Copy out every line in the entries below that includes "space".

------ Provided entries

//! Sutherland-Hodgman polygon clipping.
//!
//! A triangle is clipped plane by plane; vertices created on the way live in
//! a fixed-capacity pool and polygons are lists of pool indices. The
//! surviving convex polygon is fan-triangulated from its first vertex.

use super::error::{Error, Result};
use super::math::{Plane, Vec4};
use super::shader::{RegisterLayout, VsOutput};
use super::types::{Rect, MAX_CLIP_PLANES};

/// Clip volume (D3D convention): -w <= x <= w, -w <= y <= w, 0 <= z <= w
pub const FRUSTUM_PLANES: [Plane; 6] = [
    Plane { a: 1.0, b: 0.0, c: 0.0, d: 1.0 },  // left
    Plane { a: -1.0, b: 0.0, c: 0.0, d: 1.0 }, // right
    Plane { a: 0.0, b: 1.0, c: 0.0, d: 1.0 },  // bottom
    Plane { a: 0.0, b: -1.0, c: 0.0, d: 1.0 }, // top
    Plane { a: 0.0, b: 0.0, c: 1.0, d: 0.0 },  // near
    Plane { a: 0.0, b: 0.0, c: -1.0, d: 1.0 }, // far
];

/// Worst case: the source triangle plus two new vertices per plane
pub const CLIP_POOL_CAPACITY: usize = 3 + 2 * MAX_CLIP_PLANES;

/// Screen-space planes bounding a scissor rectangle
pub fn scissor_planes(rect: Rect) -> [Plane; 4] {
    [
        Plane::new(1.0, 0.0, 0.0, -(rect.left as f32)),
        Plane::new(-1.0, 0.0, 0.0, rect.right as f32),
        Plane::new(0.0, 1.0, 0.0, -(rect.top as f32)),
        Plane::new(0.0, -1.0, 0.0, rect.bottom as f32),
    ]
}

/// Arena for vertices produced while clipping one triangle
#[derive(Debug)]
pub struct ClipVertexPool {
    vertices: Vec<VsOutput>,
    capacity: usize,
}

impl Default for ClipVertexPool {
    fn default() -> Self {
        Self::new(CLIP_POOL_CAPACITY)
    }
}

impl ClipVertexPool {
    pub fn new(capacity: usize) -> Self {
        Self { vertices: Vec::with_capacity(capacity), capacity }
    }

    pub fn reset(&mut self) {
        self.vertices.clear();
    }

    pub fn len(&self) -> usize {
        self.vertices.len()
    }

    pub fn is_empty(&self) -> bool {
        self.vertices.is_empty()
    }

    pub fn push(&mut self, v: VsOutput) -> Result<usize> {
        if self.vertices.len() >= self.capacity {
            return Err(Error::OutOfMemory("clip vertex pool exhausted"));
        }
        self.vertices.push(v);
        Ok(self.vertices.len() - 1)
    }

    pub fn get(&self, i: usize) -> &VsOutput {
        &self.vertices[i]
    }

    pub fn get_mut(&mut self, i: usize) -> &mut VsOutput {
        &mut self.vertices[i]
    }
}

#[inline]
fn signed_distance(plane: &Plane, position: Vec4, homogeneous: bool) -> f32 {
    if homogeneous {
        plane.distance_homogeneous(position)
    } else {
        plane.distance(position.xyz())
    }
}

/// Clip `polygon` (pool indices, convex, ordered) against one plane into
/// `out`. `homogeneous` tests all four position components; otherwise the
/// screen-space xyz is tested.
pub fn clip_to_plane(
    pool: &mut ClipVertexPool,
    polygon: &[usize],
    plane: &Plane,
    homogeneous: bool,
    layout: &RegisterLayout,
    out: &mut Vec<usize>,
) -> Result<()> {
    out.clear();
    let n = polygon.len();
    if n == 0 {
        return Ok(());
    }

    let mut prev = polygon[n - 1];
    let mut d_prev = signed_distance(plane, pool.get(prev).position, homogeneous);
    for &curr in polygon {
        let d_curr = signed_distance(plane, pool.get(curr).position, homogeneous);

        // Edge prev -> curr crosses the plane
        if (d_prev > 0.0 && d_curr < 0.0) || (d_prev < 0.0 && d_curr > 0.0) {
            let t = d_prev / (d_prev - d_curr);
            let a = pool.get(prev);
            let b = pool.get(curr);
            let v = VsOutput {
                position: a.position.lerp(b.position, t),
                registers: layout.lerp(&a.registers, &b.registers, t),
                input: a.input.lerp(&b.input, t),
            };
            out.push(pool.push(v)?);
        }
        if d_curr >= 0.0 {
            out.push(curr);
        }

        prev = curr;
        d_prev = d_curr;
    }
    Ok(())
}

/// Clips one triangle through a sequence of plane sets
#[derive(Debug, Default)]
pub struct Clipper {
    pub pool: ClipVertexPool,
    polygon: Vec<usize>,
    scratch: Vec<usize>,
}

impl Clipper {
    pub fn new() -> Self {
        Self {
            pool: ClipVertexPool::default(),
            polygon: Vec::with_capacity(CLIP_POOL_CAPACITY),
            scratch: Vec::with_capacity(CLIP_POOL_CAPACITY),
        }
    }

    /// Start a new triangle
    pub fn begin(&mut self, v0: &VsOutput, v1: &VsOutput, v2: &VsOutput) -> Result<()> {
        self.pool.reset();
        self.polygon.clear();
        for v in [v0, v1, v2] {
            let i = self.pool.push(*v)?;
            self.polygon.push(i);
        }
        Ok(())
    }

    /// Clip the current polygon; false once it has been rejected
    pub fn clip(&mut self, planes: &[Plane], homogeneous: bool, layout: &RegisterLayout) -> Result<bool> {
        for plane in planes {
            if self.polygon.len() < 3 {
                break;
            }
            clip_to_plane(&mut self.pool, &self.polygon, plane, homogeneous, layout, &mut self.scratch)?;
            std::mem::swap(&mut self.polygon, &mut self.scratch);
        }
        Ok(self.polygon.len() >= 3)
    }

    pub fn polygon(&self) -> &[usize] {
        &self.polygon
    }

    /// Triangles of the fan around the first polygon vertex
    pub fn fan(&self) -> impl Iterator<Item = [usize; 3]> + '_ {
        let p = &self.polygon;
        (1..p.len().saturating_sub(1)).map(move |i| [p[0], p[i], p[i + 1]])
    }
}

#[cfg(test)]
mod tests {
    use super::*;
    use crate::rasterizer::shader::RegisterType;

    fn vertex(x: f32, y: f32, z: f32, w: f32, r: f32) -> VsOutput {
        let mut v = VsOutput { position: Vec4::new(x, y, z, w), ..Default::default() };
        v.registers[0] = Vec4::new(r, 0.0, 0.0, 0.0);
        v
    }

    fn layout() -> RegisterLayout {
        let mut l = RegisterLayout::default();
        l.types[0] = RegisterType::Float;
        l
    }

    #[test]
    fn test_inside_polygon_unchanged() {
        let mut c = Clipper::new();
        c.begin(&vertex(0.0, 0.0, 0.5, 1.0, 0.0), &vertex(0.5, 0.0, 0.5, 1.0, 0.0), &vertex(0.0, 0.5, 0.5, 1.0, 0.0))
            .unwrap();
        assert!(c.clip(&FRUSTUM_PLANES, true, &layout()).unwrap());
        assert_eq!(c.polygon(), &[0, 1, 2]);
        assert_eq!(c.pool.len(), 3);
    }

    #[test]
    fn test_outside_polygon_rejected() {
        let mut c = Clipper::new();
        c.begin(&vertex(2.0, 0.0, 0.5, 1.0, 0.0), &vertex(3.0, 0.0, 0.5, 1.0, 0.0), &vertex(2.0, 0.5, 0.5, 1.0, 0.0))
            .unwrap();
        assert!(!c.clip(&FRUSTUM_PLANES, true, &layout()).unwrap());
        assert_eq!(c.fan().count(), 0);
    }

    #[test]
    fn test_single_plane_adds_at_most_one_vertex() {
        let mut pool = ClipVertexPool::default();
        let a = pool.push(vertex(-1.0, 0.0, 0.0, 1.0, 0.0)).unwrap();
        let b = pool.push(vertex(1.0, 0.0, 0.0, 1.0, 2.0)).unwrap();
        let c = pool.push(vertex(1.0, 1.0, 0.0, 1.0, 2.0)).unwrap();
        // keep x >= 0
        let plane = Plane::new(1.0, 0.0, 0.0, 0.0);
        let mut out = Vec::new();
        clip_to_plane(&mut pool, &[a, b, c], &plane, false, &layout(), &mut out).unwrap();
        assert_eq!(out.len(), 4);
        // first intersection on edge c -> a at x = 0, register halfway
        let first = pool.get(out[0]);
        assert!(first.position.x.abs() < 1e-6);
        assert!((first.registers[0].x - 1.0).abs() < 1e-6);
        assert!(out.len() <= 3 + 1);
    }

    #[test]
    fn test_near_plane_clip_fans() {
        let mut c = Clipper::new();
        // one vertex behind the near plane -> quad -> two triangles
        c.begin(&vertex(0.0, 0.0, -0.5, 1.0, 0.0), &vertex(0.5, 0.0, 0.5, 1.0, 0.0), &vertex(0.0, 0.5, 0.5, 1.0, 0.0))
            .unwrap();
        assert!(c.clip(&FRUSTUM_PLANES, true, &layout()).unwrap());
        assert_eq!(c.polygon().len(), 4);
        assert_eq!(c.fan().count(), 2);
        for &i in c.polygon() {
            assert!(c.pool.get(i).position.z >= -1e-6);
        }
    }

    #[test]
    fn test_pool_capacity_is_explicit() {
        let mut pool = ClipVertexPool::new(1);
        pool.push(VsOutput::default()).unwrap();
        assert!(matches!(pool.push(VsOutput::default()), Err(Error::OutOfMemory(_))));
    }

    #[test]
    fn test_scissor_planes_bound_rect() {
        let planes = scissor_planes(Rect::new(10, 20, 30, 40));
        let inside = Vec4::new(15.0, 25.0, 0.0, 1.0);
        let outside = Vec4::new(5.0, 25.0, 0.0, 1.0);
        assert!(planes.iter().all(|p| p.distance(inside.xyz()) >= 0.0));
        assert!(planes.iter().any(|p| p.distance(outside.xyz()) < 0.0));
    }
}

------------
------ Provided entries

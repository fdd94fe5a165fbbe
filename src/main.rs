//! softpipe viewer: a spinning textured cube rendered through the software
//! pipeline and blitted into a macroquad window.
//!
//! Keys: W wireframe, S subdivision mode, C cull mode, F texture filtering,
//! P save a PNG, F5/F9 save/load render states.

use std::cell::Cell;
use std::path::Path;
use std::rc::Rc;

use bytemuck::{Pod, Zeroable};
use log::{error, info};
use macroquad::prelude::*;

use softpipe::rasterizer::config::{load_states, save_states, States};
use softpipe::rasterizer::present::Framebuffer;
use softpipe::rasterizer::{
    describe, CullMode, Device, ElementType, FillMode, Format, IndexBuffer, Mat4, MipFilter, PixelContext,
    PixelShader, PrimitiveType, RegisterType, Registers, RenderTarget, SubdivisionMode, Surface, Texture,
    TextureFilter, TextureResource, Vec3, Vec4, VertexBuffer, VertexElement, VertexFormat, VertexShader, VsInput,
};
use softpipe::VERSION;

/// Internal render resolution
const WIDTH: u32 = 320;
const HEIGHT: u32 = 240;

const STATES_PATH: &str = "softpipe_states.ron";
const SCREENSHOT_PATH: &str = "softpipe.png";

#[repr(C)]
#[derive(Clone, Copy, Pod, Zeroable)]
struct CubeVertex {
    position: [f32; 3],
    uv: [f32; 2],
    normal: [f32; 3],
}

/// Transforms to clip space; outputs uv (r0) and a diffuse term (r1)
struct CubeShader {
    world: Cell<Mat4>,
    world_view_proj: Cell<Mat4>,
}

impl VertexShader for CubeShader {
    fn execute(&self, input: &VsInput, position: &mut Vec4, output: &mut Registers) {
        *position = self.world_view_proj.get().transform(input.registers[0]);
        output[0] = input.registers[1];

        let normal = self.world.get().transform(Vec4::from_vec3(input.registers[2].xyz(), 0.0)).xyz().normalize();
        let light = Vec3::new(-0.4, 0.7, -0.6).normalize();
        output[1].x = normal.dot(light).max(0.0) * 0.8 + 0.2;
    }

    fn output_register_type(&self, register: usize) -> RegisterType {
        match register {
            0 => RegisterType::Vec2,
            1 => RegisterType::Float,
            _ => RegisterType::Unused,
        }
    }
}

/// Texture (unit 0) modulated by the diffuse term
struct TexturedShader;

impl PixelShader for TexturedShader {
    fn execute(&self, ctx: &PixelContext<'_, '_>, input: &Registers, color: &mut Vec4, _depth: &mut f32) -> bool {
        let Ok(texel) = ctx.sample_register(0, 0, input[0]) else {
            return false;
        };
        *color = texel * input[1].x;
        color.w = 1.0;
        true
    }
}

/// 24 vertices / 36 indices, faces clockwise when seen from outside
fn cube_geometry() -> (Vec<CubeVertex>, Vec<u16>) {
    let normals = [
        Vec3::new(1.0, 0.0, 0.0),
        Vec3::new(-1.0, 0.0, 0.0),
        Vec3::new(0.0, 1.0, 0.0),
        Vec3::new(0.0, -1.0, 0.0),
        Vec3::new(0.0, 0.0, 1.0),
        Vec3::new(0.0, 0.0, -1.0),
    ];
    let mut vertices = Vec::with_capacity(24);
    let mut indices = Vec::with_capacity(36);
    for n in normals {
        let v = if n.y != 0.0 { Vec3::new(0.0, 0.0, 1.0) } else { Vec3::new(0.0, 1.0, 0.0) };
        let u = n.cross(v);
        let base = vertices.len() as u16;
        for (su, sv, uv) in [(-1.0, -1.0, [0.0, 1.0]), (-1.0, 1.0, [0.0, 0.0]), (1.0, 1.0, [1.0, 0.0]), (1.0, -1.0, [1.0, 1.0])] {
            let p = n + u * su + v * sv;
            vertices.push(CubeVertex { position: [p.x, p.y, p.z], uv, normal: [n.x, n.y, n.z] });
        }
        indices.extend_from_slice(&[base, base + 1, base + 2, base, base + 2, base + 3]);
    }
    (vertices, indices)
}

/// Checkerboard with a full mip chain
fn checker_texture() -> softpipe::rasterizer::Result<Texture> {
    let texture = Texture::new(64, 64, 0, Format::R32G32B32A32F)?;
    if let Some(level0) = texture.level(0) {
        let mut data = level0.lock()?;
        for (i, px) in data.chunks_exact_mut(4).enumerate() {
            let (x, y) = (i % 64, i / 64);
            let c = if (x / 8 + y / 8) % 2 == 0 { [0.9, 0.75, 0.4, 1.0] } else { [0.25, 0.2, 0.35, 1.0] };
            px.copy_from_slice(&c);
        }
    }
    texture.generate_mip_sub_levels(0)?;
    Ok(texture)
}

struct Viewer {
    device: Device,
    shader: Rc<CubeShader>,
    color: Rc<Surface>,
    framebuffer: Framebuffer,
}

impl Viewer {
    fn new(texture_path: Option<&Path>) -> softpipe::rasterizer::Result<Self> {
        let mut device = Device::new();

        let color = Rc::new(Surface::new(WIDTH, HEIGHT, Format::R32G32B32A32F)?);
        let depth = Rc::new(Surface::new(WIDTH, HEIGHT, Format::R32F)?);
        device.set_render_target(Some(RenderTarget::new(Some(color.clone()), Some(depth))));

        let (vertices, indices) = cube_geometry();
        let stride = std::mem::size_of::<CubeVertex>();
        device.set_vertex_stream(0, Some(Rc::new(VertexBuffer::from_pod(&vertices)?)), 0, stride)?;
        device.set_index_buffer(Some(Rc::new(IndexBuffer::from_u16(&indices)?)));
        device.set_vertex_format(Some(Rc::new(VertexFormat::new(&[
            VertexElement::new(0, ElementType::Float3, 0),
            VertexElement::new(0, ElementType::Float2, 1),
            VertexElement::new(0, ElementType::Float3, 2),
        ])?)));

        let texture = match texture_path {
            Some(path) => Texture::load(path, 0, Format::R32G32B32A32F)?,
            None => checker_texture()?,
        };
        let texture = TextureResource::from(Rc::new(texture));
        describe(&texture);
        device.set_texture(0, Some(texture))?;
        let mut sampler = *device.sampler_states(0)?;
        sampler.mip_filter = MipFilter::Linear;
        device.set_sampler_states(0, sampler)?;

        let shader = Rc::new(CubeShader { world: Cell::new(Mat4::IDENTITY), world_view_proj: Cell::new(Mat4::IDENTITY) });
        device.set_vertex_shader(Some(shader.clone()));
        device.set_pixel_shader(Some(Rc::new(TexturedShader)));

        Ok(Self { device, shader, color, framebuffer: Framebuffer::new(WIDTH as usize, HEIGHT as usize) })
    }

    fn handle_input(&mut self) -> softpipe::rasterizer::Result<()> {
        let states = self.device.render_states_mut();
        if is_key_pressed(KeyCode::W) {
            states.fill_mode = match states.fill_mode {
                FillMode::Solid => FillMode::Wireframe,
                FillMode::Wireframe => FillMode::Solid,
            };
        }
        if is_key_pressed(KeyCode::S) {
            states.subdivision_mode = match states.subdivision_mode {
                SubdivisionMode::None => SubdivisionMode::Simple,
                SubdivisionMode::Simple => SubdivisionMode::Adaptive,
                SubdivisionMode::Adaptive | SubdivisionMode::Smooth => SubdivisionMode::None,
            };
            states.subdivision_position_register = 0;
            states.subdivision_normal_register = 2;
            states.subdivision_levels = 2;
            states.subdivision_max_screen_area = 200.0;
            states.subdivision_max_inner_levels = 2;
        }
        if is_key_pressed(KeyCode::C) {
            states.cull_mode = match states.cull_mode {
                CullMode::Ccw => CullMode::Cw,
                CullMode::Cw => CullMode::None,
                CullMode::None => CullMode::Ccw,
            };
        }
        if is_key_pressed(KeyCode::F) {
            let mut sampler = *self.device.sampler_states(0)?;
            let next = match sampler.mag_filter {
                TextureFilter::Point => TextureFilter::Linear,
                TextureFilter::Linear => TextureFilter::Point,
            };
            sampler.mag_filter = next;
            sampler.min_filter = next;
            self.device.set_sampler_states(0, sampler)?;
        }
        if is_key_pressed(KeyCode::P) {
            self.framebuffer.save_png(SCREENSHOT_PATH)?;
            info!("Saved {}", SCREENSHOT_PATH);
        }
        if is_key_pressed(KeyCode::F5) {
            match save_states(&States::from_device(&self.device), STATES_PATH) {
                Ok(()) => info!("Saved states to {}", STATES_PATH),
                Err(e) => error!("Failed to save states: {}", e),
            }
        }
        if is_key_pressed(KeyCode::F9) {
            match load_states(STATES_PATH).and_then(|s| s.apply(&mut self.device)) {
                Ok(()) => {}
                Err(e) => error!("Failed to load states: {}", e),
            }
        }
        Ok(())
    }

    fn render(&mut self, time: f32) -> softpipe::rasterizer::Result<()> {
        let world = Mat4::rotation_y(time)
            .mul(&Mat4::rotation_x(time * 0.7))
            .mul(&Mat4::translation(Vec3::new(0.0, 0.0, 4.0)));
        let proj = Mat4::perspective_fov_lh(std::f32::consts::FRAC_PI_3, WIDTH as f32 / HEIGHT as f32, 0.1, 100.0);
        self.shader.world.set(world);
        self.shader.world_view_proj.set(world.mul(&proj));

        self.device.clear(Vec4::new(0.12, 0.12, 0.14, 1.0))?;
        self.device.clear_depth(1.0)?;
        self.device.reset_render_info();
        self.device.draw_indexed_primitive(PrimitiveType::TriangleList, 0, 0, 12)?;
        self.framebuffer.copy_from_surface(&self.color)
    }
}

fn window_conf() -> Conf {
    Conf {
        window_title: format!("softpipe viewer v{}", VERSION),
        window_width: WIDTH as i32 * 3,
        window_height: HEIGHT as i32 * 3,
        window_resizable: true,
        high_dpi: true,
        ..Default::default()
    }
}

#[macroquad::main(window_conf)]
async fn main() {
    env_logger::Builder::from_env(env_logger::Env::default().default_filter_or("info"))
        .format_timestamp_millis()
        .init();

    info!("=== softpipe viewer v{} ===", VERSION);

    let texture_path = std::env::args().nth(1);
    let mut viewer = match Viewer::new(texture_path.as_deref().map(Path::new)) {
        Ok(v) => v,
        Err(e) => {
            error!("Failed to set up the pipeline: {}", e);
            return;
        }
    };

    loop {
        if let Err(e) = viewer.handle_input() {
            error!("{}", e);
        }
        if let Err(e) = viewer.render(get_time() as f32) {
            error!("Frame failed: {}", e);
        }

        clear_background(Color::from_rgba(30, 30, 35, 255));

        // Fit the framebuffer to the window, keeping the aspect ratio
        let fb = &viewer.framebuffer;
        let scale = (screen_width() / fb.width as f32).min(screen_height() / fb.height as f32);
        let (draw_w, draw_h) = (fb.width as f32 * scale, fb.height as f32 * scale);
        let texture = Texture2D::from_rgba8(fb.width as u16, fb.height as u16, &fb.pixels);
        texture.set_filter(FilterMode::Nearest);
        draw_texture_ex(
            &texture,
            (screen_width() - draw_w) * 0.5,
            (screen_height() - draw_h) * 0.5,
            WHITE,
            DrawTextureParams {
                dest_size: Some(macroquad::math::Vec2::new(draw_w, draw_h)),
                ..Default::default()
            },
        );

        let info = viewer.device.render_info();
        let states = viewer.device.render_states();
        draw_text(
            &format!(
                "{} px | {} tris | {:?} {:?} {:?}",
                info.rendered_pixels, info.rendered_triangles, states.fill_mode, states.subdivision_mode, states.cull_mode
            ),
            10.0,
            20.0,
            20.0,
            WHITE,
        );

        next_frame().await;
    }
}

------------
------ Provided entries

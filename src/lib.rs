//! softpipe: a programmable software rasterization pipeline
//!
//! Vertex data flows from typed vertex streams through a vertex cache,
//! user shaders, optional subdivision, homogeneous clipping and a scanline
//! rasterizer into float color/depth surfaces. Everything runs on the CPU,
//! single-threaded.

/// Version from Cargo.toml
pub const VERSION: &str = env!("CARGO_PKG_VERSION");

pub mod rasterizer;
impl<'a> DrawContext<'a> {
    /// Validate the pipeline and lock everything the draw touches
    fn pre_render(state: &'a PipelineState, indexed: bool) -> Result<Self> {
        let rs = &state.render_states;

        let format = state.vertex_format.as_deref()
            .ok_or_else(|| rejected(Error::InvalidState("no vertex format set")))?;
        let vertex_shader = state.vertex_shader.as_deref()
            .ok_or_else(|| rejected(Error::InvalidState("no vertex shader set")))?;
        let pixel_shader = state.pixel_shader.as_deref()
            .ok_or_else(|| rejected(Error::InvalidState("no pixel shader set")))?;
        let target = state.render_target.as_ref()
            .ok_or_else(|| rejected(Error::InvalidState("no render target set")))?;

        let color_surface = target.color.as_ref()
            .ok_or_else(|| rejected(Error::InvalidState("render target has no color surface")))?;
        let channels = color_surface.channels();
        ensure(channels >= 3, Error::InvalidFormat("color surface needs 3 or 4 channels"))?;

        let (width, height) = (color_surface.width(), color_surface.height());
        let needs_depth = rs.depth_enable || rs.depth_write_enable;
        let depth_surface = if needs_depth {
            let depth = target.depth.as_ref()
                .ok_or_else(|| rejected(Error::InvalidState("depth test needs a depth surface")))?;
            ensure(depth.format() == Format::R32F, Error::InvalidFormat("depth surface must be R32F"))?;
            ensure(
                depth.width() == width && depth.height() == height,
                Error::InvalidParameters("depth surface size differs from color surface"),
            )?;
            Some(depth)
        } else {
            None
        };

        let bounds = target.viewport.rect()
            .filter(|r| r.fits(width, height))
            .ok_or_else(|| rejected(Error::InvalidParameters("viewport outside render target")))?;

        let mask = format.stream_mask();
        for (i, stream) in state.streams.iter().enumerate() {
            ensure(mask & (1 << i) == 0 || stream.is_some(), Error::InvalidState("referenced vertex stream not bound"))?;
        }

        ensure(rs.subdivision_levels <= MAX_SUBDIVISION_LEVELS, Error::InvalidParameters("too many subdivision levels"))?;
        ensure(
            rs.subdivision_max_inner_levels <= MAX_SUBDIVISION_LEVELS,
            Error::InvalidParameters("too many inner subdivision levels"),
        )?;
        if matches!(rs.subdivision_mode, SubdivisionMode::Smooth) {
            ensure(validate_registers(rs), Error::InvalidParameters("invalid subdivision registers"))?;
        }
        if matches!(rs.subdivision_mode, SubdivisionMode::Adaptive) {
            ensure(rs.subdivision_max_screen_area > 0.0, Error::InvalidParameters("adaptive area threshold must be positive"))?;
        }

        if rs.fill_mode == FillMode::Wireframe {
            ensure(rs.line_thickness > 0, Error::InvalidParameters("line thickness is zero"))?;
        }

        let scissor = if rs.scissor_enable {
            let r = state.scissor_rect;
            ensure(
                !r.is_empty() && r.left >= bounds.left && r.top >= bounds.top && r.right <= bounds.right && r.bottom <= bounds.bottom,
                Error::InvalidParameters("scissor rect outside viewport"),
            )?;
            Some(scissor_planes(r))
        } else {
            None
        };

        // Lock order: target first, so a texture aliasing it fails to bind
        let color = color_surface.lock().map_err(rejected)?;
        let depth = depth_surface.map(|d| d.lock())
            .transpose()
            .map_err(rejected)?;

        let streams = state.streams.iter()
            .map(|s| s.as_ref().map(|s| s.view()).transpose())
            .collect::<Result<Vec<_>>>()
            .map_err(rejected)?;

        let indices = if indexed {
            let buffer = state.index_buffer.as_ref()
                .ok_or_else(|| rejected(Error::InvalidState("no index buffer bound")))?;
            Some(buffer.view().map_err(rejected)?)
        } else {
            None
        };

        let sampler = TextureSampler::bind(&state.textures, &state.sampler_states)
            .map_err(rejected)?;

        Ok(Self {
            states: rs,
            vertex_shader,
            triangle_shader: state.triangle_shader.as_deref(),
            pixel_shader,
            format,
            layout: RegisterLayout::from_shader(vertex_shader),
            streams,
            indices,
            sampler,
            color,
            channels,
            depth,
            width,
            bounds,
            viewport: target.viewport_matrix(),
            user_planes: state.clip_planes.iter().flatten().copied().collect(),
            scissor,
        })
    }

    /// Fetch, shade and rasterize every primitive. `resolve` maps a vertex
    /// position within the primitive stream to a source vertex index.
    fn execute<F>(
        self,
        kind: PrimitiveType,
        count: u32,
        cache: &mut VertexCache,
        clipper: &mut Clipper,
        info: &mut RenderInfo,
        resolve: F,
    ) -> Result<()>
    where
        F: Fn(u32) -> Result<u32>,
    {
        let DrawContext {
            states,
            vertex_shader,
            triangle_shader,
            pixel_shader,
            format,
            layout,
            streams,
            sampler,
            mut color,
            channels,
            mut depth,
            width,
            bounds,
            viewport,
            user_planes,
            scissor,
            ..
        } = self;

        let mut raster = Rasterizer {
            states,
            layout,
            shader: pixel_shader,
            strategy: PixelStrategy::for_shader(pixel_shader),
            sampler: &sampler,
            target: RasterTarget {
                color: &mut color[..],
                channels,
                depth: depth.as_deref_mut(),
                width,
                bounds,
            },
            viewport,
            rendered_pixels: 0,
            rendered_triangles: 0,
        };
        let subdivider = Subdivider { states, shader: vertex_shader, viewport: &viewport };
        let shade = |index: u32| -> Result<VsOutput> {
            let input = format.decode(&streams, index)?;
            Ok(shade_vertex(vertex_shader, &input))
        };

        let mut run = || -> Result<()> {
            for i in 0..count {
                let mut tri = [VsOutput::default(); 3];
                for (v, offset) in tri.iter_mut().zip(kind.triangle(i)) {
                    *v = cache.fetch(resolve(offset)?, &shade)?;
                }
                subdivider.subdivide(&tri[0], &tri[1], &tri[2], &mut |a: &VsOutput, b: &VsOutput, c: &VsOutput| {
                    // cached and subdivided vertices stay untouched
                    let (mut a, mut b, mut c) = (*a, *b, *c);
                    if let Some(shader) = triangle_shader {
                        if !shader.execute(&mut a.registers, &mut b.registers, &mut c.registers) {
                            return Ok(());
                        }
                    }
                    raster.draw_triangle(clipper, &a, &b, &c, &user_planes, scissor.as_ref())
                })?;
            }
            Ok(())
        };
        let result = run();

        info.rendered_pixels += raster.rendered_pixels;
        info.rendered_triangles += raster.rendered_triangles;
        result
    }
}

------------

Output
/// Screen-space planes bounding a scissor rectangle
/// screen-space xyz is tested.
/// Transforms to clip space; outputs uv (r0) and a diffuse term (r1)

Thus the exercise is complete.